— WHAT IS REQUIRED —
From the records that follow, copy every line that contains the word "Convenient".

(RECORDS FOR THE EXERCISE Opens)

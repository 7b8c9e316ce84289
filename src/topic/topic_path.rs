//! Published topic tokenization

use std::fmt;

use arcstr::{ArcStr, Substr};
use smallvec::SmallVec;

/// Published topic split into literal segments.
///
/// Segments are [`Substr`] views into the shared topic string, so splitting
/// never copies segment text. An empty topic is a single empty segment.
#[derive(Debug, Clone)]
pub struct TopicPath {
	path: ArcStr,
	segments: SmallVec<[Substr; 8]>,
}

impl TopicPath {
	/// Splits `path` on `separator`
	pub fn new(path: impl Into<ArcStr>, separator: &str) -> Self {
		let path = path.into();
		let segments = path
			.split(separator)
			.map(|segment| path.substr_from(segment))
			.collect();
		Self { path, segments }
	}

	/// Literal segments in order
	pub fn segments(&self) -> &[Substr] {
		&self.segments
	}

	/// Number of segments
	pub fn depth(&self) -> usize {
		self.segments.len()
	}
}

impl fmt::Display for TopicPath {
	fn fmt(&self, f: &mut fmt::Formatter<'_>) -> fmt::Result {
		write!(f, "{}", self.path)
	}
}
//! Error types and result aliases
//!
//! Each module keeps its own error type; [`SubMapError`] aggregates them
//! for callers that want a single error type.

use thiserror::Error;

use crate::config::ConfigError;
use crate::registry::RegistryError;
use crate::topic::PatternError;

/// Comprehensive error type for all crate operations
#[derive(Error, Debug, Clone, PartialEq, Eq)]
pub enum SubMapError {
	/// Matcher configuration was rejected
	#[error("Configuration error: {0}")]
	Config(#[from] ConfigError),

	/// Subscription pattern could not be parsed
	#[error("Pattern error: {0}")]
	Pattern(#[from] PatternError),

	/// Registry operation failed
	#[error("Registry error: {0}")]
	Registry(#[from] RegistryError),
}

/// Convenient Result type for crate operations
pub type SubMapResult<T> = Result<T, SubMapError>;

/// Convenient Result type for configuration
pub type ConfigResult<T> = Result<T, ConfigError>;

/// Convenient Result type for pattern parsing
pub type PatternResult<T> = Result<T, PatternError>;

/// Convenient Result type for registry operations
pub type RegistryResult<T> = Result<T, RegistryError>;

(RECORDS FOR THE EXERCISE Closes)
(RECORDS FOR THE EXERCISE Opens)

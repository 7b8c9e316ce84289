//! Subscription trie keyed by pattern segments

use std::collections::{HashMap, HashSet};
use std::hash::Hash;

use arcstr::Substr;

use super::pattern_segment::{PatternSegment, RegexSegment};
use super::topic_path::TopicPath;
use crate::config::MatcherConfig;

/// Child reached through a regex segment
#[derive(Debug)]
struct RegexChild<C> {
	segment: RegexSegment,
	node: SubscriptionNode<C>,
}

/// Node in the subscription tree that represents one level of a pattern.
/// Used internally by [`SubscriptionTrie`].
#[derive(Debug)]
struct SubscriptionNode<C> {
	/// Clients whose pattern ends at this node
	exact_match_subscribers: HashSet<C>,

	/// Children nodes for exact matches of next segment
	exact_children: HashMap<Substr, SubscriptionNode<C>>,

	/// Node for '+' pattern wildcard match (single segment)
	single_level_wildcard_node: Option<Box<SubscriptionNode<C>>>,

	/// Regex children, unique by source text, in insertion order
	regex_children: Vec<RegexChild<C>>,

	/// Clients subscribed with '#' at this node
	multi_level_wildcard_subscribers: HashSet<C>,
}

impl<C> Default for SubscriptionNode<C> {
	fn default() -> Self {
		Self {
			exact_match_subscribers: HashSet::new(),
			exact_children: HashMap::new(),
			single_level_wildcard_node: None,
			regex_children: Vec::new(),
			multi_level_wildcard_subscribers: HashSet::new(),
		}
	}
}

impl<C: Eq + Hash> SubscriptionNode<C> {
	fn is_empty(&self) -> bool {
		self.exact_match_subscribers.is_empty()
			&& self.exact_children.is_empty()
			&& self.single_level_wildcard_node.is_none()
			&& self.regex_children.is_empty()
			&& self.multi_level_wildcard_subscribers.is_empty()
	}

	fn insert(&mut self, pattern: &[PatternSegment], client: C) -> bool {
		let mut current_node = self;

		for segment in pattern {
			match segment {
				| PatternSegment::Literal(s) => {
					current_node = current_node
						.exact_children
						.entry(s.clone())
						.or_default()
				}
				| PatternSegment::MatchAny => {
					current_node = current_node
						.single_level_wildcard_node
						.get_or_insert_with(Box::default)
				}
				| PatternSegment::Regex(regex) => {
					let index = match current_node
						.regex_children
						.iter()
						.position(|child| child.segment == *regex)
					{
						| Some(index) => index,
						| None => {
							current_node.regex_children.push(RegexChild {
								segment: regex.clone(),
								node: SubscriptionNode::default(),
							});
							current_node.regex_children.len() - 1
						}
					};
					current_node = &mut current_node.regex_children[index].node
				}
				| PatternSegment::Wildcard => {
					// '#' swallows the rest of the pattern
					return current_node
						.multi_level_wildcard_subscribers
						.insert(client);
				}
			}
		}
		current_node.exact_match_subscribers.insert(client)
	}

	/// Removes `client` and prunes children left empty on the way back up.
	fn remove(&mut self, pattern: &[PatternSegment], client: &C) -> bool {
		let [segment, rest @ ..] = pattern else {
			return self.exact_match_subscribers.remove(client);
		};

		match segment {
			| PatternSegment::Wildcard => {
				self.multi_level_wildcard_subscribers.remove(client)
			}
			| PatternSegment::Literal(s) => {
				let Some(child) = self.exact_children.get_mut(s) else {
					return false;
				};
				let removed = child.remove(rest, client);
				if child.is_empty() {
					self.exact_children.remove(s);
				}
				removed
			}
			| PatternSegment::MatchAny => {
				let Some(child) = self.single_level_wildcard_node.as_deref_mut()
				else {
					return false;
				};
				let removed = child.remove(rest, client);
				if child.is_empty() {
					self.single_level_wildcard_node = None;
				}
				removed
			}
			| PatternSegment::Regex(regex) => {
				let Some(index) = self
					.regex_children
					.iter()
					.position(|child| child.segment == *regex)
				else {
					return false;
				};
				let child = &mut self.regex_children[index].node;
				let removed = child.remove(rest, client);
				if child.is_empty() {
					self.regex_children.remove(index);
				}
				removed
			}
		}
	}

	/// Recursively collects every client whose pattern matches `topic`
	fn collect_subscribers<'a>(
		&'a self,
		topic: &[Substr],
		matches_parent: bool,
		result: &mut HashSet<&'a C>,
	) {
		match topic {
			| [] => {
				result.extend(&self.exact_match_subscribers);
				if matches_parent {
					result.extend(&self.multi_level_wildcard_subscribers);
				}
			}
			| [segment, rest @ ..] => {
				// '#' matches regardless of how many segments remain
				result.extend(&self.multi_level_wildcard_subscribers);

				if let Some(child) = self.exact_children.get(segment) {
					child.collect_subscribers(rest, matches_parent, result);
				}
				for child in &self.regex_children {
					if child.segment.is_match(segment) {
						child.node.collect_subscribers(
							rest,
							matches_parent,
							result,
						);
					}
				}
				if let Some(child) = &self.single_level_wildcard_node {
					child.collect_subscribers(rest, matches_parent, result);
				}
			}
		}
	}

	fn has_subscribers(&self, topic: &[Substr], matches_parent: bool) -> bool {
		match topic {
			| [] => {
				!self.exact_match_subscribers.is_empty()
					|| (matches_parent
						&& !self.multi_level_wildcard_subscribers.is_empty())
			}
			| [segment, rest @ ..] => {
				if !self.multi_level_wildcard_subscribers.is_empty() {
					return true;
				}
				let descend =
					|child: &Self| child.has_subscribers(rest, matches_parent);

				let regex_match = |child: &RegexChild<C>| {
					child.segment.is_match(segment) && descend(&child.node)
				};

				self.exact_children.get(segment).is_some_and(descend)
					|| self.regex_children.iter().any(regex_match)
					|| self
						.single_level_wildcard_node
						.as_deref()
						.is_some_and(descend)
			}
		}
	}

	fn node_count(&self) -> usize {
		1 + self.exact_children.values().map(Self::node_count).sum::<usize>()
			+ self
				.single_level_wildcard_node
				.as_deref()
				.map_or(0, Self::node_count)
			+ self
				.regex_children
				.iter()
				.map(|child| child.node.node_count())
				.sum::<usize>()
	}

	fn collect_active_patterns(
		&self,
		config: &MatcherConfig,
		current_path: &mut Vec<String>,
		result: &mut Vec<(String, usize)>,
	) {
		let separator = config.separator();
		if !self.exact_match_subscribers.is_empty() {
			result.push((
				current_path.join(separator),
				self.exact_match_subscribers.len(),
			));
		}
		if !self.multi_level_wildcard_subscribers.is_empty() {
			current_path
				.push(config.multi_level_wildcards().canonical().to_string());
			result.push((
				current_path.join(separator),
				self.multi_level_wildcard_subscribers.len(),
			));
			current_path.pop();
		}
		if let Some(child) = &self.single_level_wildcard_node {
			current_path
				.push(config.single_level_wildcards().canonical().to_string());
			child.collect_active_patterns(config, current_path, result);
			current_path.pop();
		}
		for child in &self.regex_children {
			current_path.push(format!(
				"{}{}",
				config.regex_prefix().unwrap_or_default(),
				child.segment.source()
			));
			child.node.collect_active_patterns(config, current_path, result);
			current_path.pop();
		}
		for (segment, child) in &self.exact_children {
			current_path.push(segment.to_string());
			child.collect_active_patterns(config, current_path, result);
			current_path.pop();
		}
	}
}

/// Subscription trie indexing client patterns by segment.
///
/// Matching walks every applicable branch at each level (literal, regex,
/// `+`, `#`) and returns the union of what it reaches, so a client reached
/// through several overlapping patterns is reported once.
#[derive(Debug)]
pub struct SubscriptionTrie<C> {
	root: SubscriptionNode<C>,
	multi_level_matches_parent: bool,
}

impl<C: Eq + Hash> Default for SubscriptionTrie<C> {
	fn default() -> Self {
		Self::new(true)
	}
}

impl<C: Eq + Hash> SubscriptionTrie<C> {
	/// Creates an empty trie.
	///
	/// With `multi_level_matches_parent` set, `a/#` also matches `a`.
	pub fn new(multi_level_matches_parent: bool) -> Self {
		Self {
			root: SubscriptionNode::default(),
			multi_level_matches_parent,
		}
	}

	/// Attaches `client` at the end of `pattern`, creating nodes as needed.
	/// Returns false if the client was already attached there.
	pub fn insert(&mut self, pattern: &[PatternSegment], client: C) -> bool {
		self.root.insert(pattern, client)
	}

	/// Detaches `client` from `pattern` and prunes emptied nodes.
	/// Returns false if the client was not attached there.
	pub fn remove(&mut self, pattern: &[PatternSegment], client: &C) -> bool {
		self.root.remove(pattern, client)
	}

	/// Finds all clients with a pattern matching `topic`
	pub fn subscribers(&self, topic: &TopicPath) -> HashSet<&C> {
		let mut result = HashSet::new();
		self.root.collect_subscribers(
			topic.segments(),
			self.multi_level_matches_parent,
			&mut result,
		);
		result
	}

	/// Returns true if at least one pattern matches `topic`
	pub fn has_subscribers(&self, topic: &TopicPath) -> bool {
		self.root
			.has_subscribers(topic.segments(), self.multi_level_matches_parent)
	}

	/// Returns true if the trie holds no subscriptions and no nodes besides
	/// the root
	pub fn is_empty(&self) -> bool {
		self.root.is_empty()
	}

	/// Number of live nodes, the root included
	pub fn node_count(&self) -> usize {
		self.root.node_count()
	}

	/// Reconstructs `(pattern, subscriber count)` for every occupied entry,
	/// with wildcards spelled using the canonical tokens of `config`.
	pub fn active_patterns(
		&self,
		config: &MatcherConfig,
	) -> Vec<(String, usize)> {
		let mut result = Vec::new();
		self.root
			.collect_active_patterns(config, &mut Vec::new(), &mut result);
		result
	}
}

(RECORDS FOR THE EXERCISE Closes)

— ANSWER TO THIS TASK —
/// Convenient Result type for crate operations
/// Convenient Result type for configuration
/// Convenient Result type for pattern parsing
/// Convenient Result type for registry operations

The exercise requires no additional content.